The question is, will Boehner do so?  Boehner claims that immigration reform is important and that he is “hopeful” that there will be a vote, but he can make no promises.  This legislation is clearly important enough to vote upon – it may even be advantagous for him to say that he called this vote and got legislation to pass (credit claiming).  President Obama has put the impetus on him and on the House Republicans.  Hopefully Dunham, who crossed the line and responded to the protests at his office, can convince other moderates to cross the aisle, and they can all pressure Boehner into allowing a vote.  Otherwise, Boehner may not be in a good position come mid-term elections.

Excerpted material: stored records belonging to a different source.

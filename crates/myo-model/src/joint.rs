//! Joint types and definitions.

use myo_math::{Mat3, SpatialTransform, SpatialVec, Vec3};

/// Joint type enumeration.
#[derive(Debug, Clone, Copy, PartialEq, Eq)]
pub enum JointType {
    /// Single rotational DOF about an axis.
    Revolute,
    /// Single translational DOF along an axis.
    Prismatic,
    /// 0 DOF rigid attachment.
    Fixed,
}

/// A joint connecting two segments.
#[derive(Debug, Clone)]
pub struct Joint {
    /// Joint type.
    pub joint_type: JointType,
    /// Transform from parent segment frame to joint frame (constant).
    pub parent_to_joint: SpatialTransform,
    /// Joint axis in local frame.
    pub axis: Vec3,
    /// Viscous damping coefficient.
    pub damping: f64,
}

impl Joint {
    /// Create a revolute joint about the local Z axis.
    pub fn revolute(parent_to_joint: SpatialTransform) -> Self {
        Self::revolute_about(parent_to_joint, Vec3::new(0.0, 0.0, 1.0))
    }

    /// Create a revolute joint about an arbitrary local axis.
    pub fn revolute_about(parent_to_joint: SpatialTransform, axis: Vec3) -> Self {
        Self {
            joint_type: JointType::Revolute,
            parent_to_joint,
            axis,
            damping: 0.0,
        }
    }

    /// Create a prismatic joint along an arbitrary local axis.
    pub fn prismatic(parent_to_joint: SpatialTransform, axis: Vec3) -> Self {
        Self {
            joint_type: JointType::Prismatic,
            parent_to_joint,
            axis,
            damping: 0.0,
        }
    }

    /// Create a fixed joint (rigid attachment).
    pub fn fixed(parent_to_joint: SpatialTransform) -> Self {
        Self {
            joint_type: JointType::Fixed,
            parent_to_joint,
            axis: Vec3::zeros(),
            damping: 0.0,
        }
    }

    /// Set the damping coefficient.
    pub fn with_damping(mut self, damping: f64) -> Self {
        self.damping = damping;
        self
    }

    /// Number of degrees of freedom for this joint type.
    pub fn ndof(&self) -> usize {
        match self.joint_type {
            JointType::Revolute | JointType::Prismatic => 1,
            JointType::Fixed => 0,
        }
    }

    /// Compute the joint transform for the given joint position slice.
    ///
    /// Returns the Plücker transform from predecessor to successor frame.
    /// For revolute joints the successor frame has rotated by +q about the
    /// joint axis, so the coordinate transform uses R(-q) = R(q)ᵀ.
    pub fn joint_transform(&self, q: &[f64]) -> SpatialTransform {
        match self.joint_type {
            JointType::Revolute => {
                // Passive rotation: negate angle for coordinate transform
                let (s, c) = (-q[0]).sin_cos();
                let ax = myo_math::skew(&self.axis);
                let rot = Mat3::identity() + ax * s + ax * ax * (1.0 - c);
                SpatialTransform::new(rot, Vec3::zeros())
            }
            JointType::Prismatic => {
                SpatialTransform::new(Mat3::identity(), self.axis * q[0])
            }
            JointType::Fixed => SpatialTransform::identity(),
        }
    }

    /// Motion subspace vector S for this joint (None for 0-DOF joints).
    ///
    /// Revolute: [axis; 0], prismatic: [0; axis].
    pub fn motion_subspace(&self) -> Option<SpatialVec> {
        match self.joint_type {
            JointType::Revolute => Some(SpatialVec::new(self.axis, Vec3::zeros())),
            JointType::Prismatic => Some(SpatialVec::new(Vec3::zeros(), self.axis)),
            JointType::Fixed => None,
        }
    }
}
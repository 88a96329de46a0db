//! Body segment definition.

use myo_math::SpatialInertia;

/// A rigid body segment in the kinematic tree.
#[derive(Debug, Clone)]
pub struct Segment {
    /// Name of the segment, used for muscle attachment lookup.
    pub name: String,
    /// Spatial inertia in segment-local frame.
    pub inertia: SpatialInertia,
    /// Index of the parent segment (-1 for world/root).
    pub parent: i32,
    /// Index of the joint connecting this segment to its parent.
    pub joint_idx: usize,
}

5 responses to “The Push for Reform – A Bipartisan effort”

  1. Kate says :

    One thing immigration reform has going for it is the Senate bill. Despite that “controversial” amendment (whose stated purpose was to garner enough Republican votes to put some pressure on the House), one strategy put forward by advocates for immigration reform is to let the House pass a relatively conservative bill, then take the House and Senate to conference. The Senate bill would in that case provide a relatively liberal basis for negotiations and hopefully we could end up with a strong immigration bill on the President’s desk by the end of the year. If not, some analysts have suggested the next window for immigration reform would be as far away as 2017.


  2. Chris Gibson says :

    “Because Boehner brought a vote to the floor of the House that was backed by Democrats and moderate Republicans to end a shutdown, the hope is that he will be swayed to do so again when it comes to immigration.”

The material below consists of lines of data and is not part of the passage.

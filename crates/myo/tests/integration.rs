//! Integration tests for the myo musculoskeletal library.

use approx::assert_relative_eq;
use myo::{
    DVec, ForceModel, Integrator, ModelBuilder, Muscle, MuscleCharacteristics, Muscles, PathPoint,
    RigidBodySolver, TreeSolver, Vec3,
    myo_math::{GRAVITY, Mat3, SpatialInertia, SpatialTransform},
};

fn rod_inertia(mass: f64, length: f64) -> SpatialInertia {
    SpatialInertia::new(
        mass,
        Vec3::new(0.0, -length / 2.0, 0.0),
        Mat3::from_diagonal(&Vec3::new(
            mass * length * length / 12.0,
            0.0,
            mass * length * length / 12.0,
        )),
    )
}

/// Planar two-segment arm: both joints revolute about Z, forearm hanging
/// 0.3 m below the shoulder.
fn arm_solver() -> TreeSolver {
    let model = ModelBuilder::new()
        .gravity(Vec3::new(0.0, -GRAVITY, 0.0))
        .add_revolute_segment(
            "upper_arm",
            -1,
            SpatialTransform::identity(),
            rod_inertia(2.0, 0.3),
        )
        .add_revolute_segment(
            "forearm",
            0,
            SpatialTransform::translation(Vec3::new(0.0, -0.3, 0.0)),
            rod_inertia(1.5, 0.25),
        )
        .build();
    TreeSolver::new(model)
}

/// One flexor group with a two-point and a three-point muscle.
fn arm_muscles(solver: &TreeSolver) -> Muscles {
    let upper = solver.segment_id("upper_arm").unwrap();
    let fore = solver.segment_id("forearm").unwrap();

    let mut muscles = Muscles::new();
    let gid = muscles
        .add_muscle_group("flexors", "upper_arm", "forearm")
        .unwrap();
    let group = muscles.muscle_group_mut(gid);
    group.add_muscle(Muscle::new(
        "brachialis",
        vec![
            PathPoint::new("origin", upper, Vec3::new(0.01, -0.12, 0.0)),
            PathPoint::new("insertion", fore, Vec3::new(0.01, -0.04, 0.0)),
        ],
        MuscleCharacteristics::new(0.12, 400.0),
        ForceModel::Idealized,
    ));
    group.add_muscle(Muscle::new(
        "biceps",
        vec![
            PathPoint::new("origin", upper, Vec3::new(0.02, -0.02, 0.0)),
            PathPoint::new("via", upper, Vec3::new(0.03, -0.25, 0.01)),
            PathPoint::new("insertion", fore, Vec3::new(0.015, -0.06, 0.0)),
        ],
        MuscleCharacteristics::new(0.18, 600.0),
        ForceModel::Hill,
    ));
    muscles
}

#[test]
fn torque_matches_finite_difference_jacobian() {
    let mut solver = arm_solver();
    let mut muscles = arm_muscles(&solver);

    let q = DVec::from_vec(vec![0.4, -0.8]);
    muscles.update_muscles(&mut solver, &q, true).unwrap();
    let jac = muscles.muscles_length_jacobian(&solver).unwrap();
    assert_eq!(jac.nrows(), 2);
    assert_eq!(jac.ncols(), 2);

    // Independently assemble the Jacobian by central differences on the
    // muscle lengths.
    let h = 1e-7;
    let mut jac_fd = myo::DMat::zeros(2, 2);
    for j in 0..2 {
        let mut qp = q.clone();
        let mut qm = q.clone();
        qp[j] += h;
        qm[j] -= h;

        muscles.update_muscles(&mut solver, &qp, true).unwrap();
        let lp: Vec<f64> = muscles.muscles().map(|m| m.length().unwrap()).collect();
        muscles.update_muscles(&mut solver, &qm, true).unwrap();
        let lm: Vec<f64> = muscles.muscles().map(|m| m.length().unwrap()).collect();

        for i in 0..2 {
            jac_fd[(i, j)] = (lp[i] - lm[i]) / (2.0 * h);
        }
    }

    for i in 0..2 {
        for j in 0..2 {
            assert_relative_eq!(jac[(i, j)], jac_fd[(i, j)], epsilon = 1e-6);
        }
    }

    // τ = −Jᵀ·F against the finite-difference assembly.
    muscles.update_muscles(&mut solver, &q, true).unwrap();
    let f = DVec::from_vec(vec![35.0, 80.0]);
    let tau = muscles.muscular_joint_torque(&solver, &f).unwrap();
    let tau_fd = -(jac_fd.transpose() * &f);
    for j in 0..2 {
        assert_relative_eq!(tau[j], tau_fd[j], epsilon = 1e-5);
    }
}

#[test]
fn muscle_counts_sum_over_groups() {
    let solver = arm_solver();
    let mut muscles = arm_muscles(&solver);
    muscles
        .add_muscle_group("extensors", "upper_arm", "forearm")
        .unwrap();

    let total: usize = (0..muscles.nb_muscle_groups())
        .map(|i| muscles.muscle_group(i).nb_muscles())
        .sum();
    assert_eq!(muscles.nb_muscle_total(), total);
    assert_eq!(muscles.nb_muscles(), total);
}

#[test]
fn deep_copy_does_not_alias_geometry() {
    let mut solver = arm_solver();
    let mut original = arm_muscles(&solver);

    let q1 = DVec::from_vec(vec![0.2, -0.3]);
    original.update_muscles(&mut solver, &q1, true).unwrap();
    let length_before = original.muscle(0).length().unwrap();

    // Mutate the copy's geometry at a very different pose.
    let mut copy = original.clone();
    let q2 = DVec::from_vec(vec![1.2, 0.9]);
    copy.update_muscles(&mut solver, &q2, true).unwrap();

    assert_relative_eq!(
        original.muscle(0).length().unwrap(),
        length_before,
        epsilon = 0.0
    );
    assert!((copy.muscle(0).length().unwrap() - length_before).abs() > 1e-6);
}

#[test]
fn update_is_idempotent_at_fixed_pose() {
    let mut solver = arm_solver();
    let mut muscles = arm_muscles(&solver);
    let q = DVec::from_vec(vec![0.7, -0.1]);

    muscles.update_muscles(&mut solver, &q, true).unwrap();
    let first: Vec<Vec3> = muscles
        .muscles()
        .flat_map(|m| m.geometry().points_global().unwrap().to_vec())
        .collect();

    muscles.update_muscles(&mut solver, &q, true).unwrap();
    let second: Vec<Vec3> = muscles
        .muscles()
        .flat_map(|m| m.geometry().points_global().unwrap().to_vec())
        .collect();

    assert_eq!(first.len(), second.len());
    for (a, b) in first.iter().zip(&second) {
        assert_relative_eq!(a, b, epsilon = 1e-15);
    }
}

#[test]
fn zero_torque_static_equilibrium() {
    // Single rotational DOF, no gravity component along the motion: Q must
    // come back unchanged over an arbitrary horizon.
    let model = ModelBuilder::new()
        .gravity(Vec3::zeros())
        .add_revolute_segment(
            "rotor",
            -1,
            SpatialTransform::identity(),
            rod_inertia(1.0, 0.5),
        )
        .build();
    let solver = TreeSolver::new(model);

    let q0 = DVec::from_vec(vec![0.7]);
    let mut integrator = Integrator::new(1e-3);
    integrator
        .integrate(&solver, &q0, &DVec::zeros(1), &DVec::zeros(1), 0.3, 1.7)
        .unwrap();

    let q_final = integrator.q_at(integrator.steps() - 1);
    assert_relative_eq!(q_final[0], q0[0], epsilon = 1e-12);
}

#[test]
fn two_point_muscle_length_against_hand_computation() {
    // Root segment rigidly attached with an identity transform; a single
    // revolute segment about Z carries the insertion point.
    let model = ModelBuilder::new()
        .add_fixed_segment(
            "torso",
            -1,
            SpatialTransform::identity(),
            SpatialInertia::point_mass(10.0, Vec3::zeros()),
        )
        .add_revolute_segment("arm", 0, SpatialTransform::identity(), rod_inertia(1.0, 0.3))
        .build();
    let mut solver = TreeSolver::new(model);

    let p0 = Vec3::new(0.10, 0.20, 0.0);
    let p1 = Vec3::new(0.15, -0.30, 0.0);
    let mut muscles = Muscles::new();
    let gid = muscles.add_muscle_group("G", "torso", "arm").unwrap();
    muscles.muscle_group_mut(gid).add_muscle(Muscle::new(
        "strap",
        vec![
            PathPoint::new("origin", 0, p0),
            PathPoint::new("insertion", 1, p1),
        ],
        MuscleCharacteristics::new(0.3, 100.0),
        ForceModel::Idealized,
    ));

    // Reference pose: both transforms are the identity, so the length is the
    // straight-line distance between the local coordinates.
    let q = solver.model().zero_q();
    muscles.update_muscles(&mut solver, &q, true).unwrap();
    assert_relative_eq!(
        muscles.muscle(0).length().unwrap(),
        (p1 - p0).norm(),
        epsilon = 1e-9
    );

    // Rotating the arm by θ about Z carries the insertion to Rz(θ)·p1.
    let theta = 0.37;
    let mut q2 = solver.model().zero_q();
    q2[0] = theta;
    muscles.update_muscles(&mut solver, &q2, true).unwrap();

    let (s, c) = theta.sin_cos();
    let p1_rotated = Vec3::new(c * p1.x - s * p1.y, s * p1.x + c * p1.y, 0.0);
    assert_relative_eq!(
        muscles.muscle(0).length().unwrap(),
        (p1_rotated - p0).norm(),
        epsilon = 1e-9
    );
}

#[test]
fn group_lookup_by_name_and_sentinel() {
    let mut muscles = Muscles::new();
    muscles.add_muscle_group("G1", "A", "B").unwrap();
    assert_eq!(muscles.muscle_group_id("G1"), 0);
    assert_eq!(muscles.muscle_group_id("unknown"), -1);
}

#[test]
fn state_driven_torque_end_to_end() {
    let mut solver = arm_solver();
    let mut muscles = arm_muscles(&solver);

    let q = DVec::from_vec(vec![0.3, -0.6]);
    let qdot = DVec::from_vec(vec![0.1, -0.2]);
    let mut states = muscles.state_set();
    for s in &mut states {
        s.activation = 0.5;
    }

    let tau = muscles
        .muscular_joint_torque_from_states_at(&mut solver, &states, &q, &qdot)
        .unwrap();
    assert_eq!(tau.len(), 2);

    // Same answer when forces are converted explicitly first.
    let forces = muscles.muscle_forces(&states).unwrap();
    let tau_explicit = muscles.muscular_joint_torque(&solver, &forces).unwrap();
    for j in 0..2 {
        assert_relative_eq!(tau[j], tau_explicit[j], epsilon = 1e-12);
    }

    // Flexor tension must load both joints.
    assert!(tau.iter().any(|t| t.abs() > 1e-6));
}

#[test]
fn pendulum_period_under_integration() {
    // Compound pendulum: expected period T = 2π√(I_pivot / (m g d)).
    let mass = 1.0;
    let length = 1.0;
    let model = ModelBuilder::new()
        .gravity(Vec3::new(0.0, -GRAVITY, 0.0))
        .add_revolute_segment(
            "pendulum",
            -1,
            SpatialTransform::identity(),
            rod_inertia(mass, length),
        )
        .build();
    let solver = TreeSolver::new(model);

    let i_pivot = mass * length * length / 3.0;
    let d = length / 2.0;
    let expected_period = 2.0 * std::f64::consts::PI * (i_pivot / (mass * GRAVITY * d)).sqrt();

    let dt = 1e-3;
    let mut integrator = Integrator::new(dt);
    let q0 = DVec::from_vec(vec![0.1]); // small angle
    integrator
        .integrate(&solver, &q0, &DVec::zeros(1), &DVec::zeros(1), 0.0, 10.0)
        .unwrap();

    // Detect positive-to-negative zero crossings of q.
    let mut crossings: Vec<f64> = Vec::new();
    for step in 1..integrator.steps() {
        let prev = integrator.x(step - 1)[0];
        let cur = integrator.x(step)[0];
        if prev > 0.0 && cur <= 0.0 {
            let frac = prev / (prev - cur);
            crossings.push(integrator.time(step - 1) + frac * dt);
        }
    }
    assert!(crossings.len() >= 2, "need at least 2 crossings");

    let mut periods = Vec::new();
    for i in 0..crossings.len() - 1 {
        periods.push(crossings[i + 1] - crossings[i]);
    }
    let avg: f64 = periods.iter().sum::<f64>() / periods.len() as f64;
    let relative_error = ((avg - expected_period) / expected_period).abs();
    assert!(
        relative_error < 0.02,
        "period error {:.4}% exceeds 2% (measured={:.6}, expected={:.6})",
        relative_error * 100.0,
        avg,
        expected_period,
    );
}

#[test]
fn length_jacobian_recompute_variant_refreshes_the_pose() {
    let mut solver = arm_solver();
    let mut muscles = arm_muscles(&solver);

    let q1 = DVec::from_vec(vec![0.1, 0.2]);
    let q2 = DVec::from_vec(vec![-0.4, 0.9]);
    let jac1 = muscles.muscles_length_jacobian_at(&mut solver, &q1).unwrap();
    let jac2 = muscles.muscles_length_jacobian_at(&mut solver, &q2).unwrap();

    // The cached Jacobian now belongs to q2's pose, and differs from q1's.
    // (Column 0 is identically zero — the shoulder rotates the whole arm
    // rigidly — so the elbow column is the discriminating one.)
    let cached = muscles.muscles_length_jacobian(&solver).unwrap();
    assert_relative_eq!(cached[(0, 1)], jac2[(0, 1)], epsilon = 1e-15);
    assert!((jac1[(0, 1)] - jac2[(0, 1)]).abs() > 1e-9);
}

    Unfortunately I don’t think this will be the case. Boehner only allowed the shutdown/debt ceiling deal to the floor because it was the best option available at the time. He had already proven to the right-wing Republicans that he was willing to fight over the bill (which was likely enough for him to retain the Speakership), but allowing the US to hit the debt ceiling would have been worse than “caving” to the Democrats. There is no fight to be had here, so unless the House passes a conservative bill or there is a dramatic change in the dynamics of partisanship, there is no incentive for Boehner to pass a moderate Republican-Democrat-coalition bill as it would result in a high chance of Boehner losing the Speakership.

  3. Will R says :

    It’s perfectly understandable that the latino population is frustrated by the lack of progress on immigration reform, but it is not the only reform that has been slowed down by our legislature’s increasingly common manufactured crises and focus on political grandstanding over action. I think that it does face a lot of the same isdues that the shutdown did, with many congresspeople’s safest move being inaction. Unfortunately, I’m less optimistic than you about its chances of being resolved in the same way as the shutdown. There is no overt looming immigration to spur legislators to action, and those being pressured by their voters on this particular issue seem to be in the minority. I hope some sort of reform makes it through quickly, but I wouldn’t say I’m as optimistic as you are.

    – Will R

  4. legiprocess says :

    I wonder if the new amendment is an attempt by conservative Republicans to kill the bill. By adding on such a hard to meet goal of “apprehension of 90 percent of illegal border-crossers in high-traffic areas within two years and across the entire southern border within five years,” Republicans may be pushing through this amendment in the hopes that Democrats in the House and Senate would vote against this bill. To me, the goal of 90% within five years seems unreasonably high. Also, this strategy is more plausible because the Senate Democrats did not support this amendment in the first place.